*Required work*. Reproduce the records exactly, beginning with their first line and ending with the line that contains "use std::path::PathBuf;", and output nothing more.

*** Opening of Task inputs ***

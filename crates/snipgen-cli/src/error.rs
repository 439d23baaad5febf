//! Error handling for the Snipgen CLI.
//!
//! Provides structured errors with:
//! - User-friendly messages
//! - Actionable suggestions
//! - Exit code mapping

use std::error::Error;
use std::path::PathBuf;

use owo_colors::OwoColorize;
use thiserror::Error;

use snipgen_core::error::SnipgenError;

pub use snipgen_core::error::ErrorCategory as CoreCategory;

/// Result type alias for CLI operations.
pub type CliResult<T> = Result<T, CliError>;

/// CLI error types.
#[derive(Debug, Error)]
pub enum CliError {
    /// Invalid user input.
    #[error("Invalid input: {message}")]
    InvalidInput {
        message: String,
        #[source]
        source: Option<Box<dyn std::error::Error + Send + Sync>>,
    },

    /// A path named on the command line does not exist.
    #[error("File not found: {path}")]
    FileNotFound { path: PathBuf },

    /// `scopes QUERY` matched nothing.
    #[error("No scope matches '{query}'")]
    ScopeNotFound { query: String },

    // ── Config errors ──────────────────────────────────────────────────────
    /// A configuration file could not be read, parsed, or written.
    #[error("Configuration error: {message}")]
    ConfigError {
        message: String,
        #[source]
        source: Option<Box<dyn std::error::Error + Send + Sync>>,
    },

    // ── Core errors ────────────────────────────────────────────────────────
    /// An error propagated from `snipgen-core` or its adapters.
    #[error("{0}")]
    Core(#[from] SnipgenError),

    // ── System errors ──────────────────────────────────────────────────────
    /// An I/O operation failed.
    #[error("I/O error: {message}")]
    IoError {
        message: String,
        #[source]
        source: std::io::Error,
    },

    /// A terminal prompt failed.
    #[error("Prompt failed: {message}")]
    PromptFailed { message: String },

    /// Operation cancelled by user.
    #[error("Operation cancelled")]
    Cancelled,

    /// Feature not compiled in (e.g. interactive mode without the feature).
    #[error("Feature not available: {feature}")]
    FeatureNotAvailable { feature: &'static str },
}

impl From<std::io::Error> for CliError {
    fn from(err: std::io::Error) -> Self {
        CliError::IoError {
            message: err.to_string(),
            source: err,
        }
    }
}

impl CliError {
    /// Get user-actionable suggestions for fixing this error.
    pub fn suggestions(&self) -> Vec<String> {
        match self {
            Self::InvalidInput { message, .. } => vec![
                format!("Check your input: {}", message),
                "Use --help for usage information".into(),
            ],
            Self::FileNotFound { path } => vec![
                format!("'{}' does not exist", path.display()),
                "Use '--body-file -' to read the body from standard input".into(),
            ],
            Self::ScopeNotFound { query } => vec![
                format!("Nothing in the scope list matches '{}'", query),
                "List every scope: snipgen scopes".into(),
                "Unlisted identifiers are still accepted by --scope".into(),
            ],
            Self::ConfigError { message, .. } => vec![
                format!("Configuration issue: {}", message),
                "Show the active config file: snipgen config path".into(),
                "Create a default config: snipgen init".into(),
            ],
            Self::Core(core_err) => core_err.suggestions(),
            Self::IoError { message, .. } => vec![
                format!("I/O operation failed: {}", message),
                "Check file permissions".into(),
                "Ensure the parent directory exists".into(),
            ],
            Self::PromptFailed { .. } => vec![
                "Interactive mode needs a terminal".into(),
                "Pass the fields as flags or with --from instead".into(),
            ],
            Self::Cancelled => vec!["Operation was cancelled".into()],
            Self::FeatureNotAvailable { feature } => vec![
                format!("The '{}' feature is not available in this build", feature),
                format!(
                    "Install with the feature enabled: cargo install snipgen-cli --features {}",
                    feature
                ),
            ],
        }
    }

    /// Get the error category for styling and exit codes.
    pub fn category(&self) -> ErrorCategory {
        match self {
            Self::InvalidInput { .. } => ErrorCategory::UserError,
            Self::FileNotFound { .. } => ErrorCategory::NotFound,
            Self::ScopeNotFound { .. } => ErrorCategory::NotFound,
            Self::ConfigError { .. } => ErrorCategory::Configuration,
            Self::Core(core) => match core.category() {
                CoreCategory::Validation => ErrorCategory::UserError,
                CoreCategory::NotFound => ErrorCategory::NotFound,
                CoreCategory::Configuration => ErrorCategory::Configuration,
                CoreCategory::Unavailable | CoreCategory::Internal => ErrorCategory::Internal,
            },
            Self::IoError { .. } => ErrorCategory::Internal,
            Self::PromptFailed { .. } => ErrorCategory::Internal,
            Self::Cancelled => ErrorCategory::UserError,
            Self::FeatureNotAvailable { .. } => ErrorCategory::Configuration,
        }
    }

    /// Exit code to pass to the OS.
    ///
    /// | Category      | Code |
    /// |---------------|------|
    /// | User error    |  2   |
    /// | Not found     |  3   |
    /// | Configuration |  4   |
    /// | Internal      |  1   |
    pub fn exit_code(&self) -> u8 {
        match self.category() {
            ErrorCategory::UserError => 2,
            ErrorCategory::NotFound => 3,
            ErrorCategory::Configuration => 4,
            ErrorCategory::Internal => 1,
        }
    }

    /// Format the error for display with colors and suggestions.
    pub fn format_colored(&self, verbose: bool) -> String {
        let mut output = String::new();

        output.push_str(&format!(
            "\n{} {}\n\n",
            "\u{2717}".red().bold(), // ✗
            "Error:".red().bold()
        ));
        output.push_str(&format!("  {}\n", self.to_string().red()));

        if verbose {
            let mut source = self.source();
            while let Some(err) = source {
                output.push_str(&format!(
                    "\n  {} {}\n",
                    "\u{2192}".dimmed(), // →
                    err.to_string().dimmed()
                ));
                source = err.source();
            }
        }

        let suggestions = self.suggestions();
        if !suggestions.is_empty() {
            output.push_str(&format!("\n{}\n", "Suggestions:".yellow().bold()));
            for suggestion in suggestions {
                output.push_str(&format!("  {}\n", suggestion));
            }
        }

        if !verbose {
            output.push('\n');
            output.push_str(&format!(
                "{} {}\n",
                "\u{2139}".blue(), // ℹ
                "Use -v / --verbose for more details.".dimmed(),
            ));
        }

        output
    }

    /// Plain-text version of [`Self::format_colored`]; no ANSI codes.
    pub fn format_plain(&self, verbose: bool) -> String {
        let mut out = String::new();
        out.push_str(&format!("\nError: {}\n", self));

        if verbose {
            let mut src = self.source();
            while let Some(err) = src {
                out.push_str(&format!("  Caused by: {err}\n"));
                src = err.source();
            }
        }

        let suggestions = self.suggestions();
        if !suggestions.is_empty() {
            out.push_str("\nSuggestions:\n");
            for s in &suggestions {
                out.push_str(&format!("  {s}\n"));
            }
        }

        if !verbose {
            out.push_str("\nUse -v / --verbose for more details.\n");
        }
        out
    }

    /// Log the error using tracing.
    pub fn log(&self) {
        match self.category() {
            ErrorCategory::UserError => tracing::warn!("User error: {}", self),
            ErrorCategory::NotFound => tracing::warn!("Not found: {}", self),
            ErrorCategory::Configuration => tracing::error!("Configuration error: {}", self),
            ErrorCategory::Internal => tracing::error!("Internal error: {}", self),
        }

        if let Some(source) = self.source() {
            tracing::debug!("Caused by: {}", source);
        }
    }
}

/// Error categories for classification.
#[derive(Debug, Clone, Copy, PartialEq, Eq)]
pub enum ErrorCategory {
    /// User input error (validation, invalid arguments).
    UserError,
    /// Resource not found.
    NotFound,
    /// Configuration error.
    Configuration,
    /// Internal/system error.
    Internal,
}

// ── IntoCli trait ─────────────────────────────────────────────────────────────

/// Converts foreign error types into [`CliError`] at call-sites with a
/// descriptive context message.
pub trait IntoCli<T> {
    /// Convert to `CliResult` attaching a human-readable context message.
    fn with_cli_context<F, S>(self, f: F) -> CliResult<T>
    where
        F: FnOnce() -> S,
        S: Into<String>;
}

impl<T> IntoCli<T> for Result<T, std::io::Error> {
    fn with_cli_context<F, S>(self, f: F) -> CliResult<T>
    where
        F: FnOnce() -> S,
        S: Into<String>,
    {
        self.map_err(|e| CliError::IoError {
            message: f().into(),
            source: e,
        })
    }
}

impl<T> IntoCli<T> for Result<T, toml::ser::Error> {
    fn with_cli_context<F, S>(self, f: F) -> CliResult<T>
    where
        F: FnOnce() -> S,
        S: Into<String>,
    {
        self.map_err(|e| CliError::ConfigError {
            message: format!("{}: {e}", f().into()),
            source: Some(Box::new(e)),
        })
    }
}

#[cfg(feature = "interactive")]
impl From<dialoguer::Error> for CliError {
    fn from(err: dialoguer::Error) -> Self {
        CliError::PromptFailed {
            message: err.to_string(),
        }
    }
}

*** Close of Task inputs ***

*Written solution*.
filename crates/snipgen-cli/src/error.rs
repository 439d23baaad5febf
//! Error handling for the Snipgen CLI.
//!
//! Provides structured errors with:
//! - User-friendly messages
//! - Actionable suggestions
//! - Exit code mapping

use std::error::Error;
use std::path::PathBuf;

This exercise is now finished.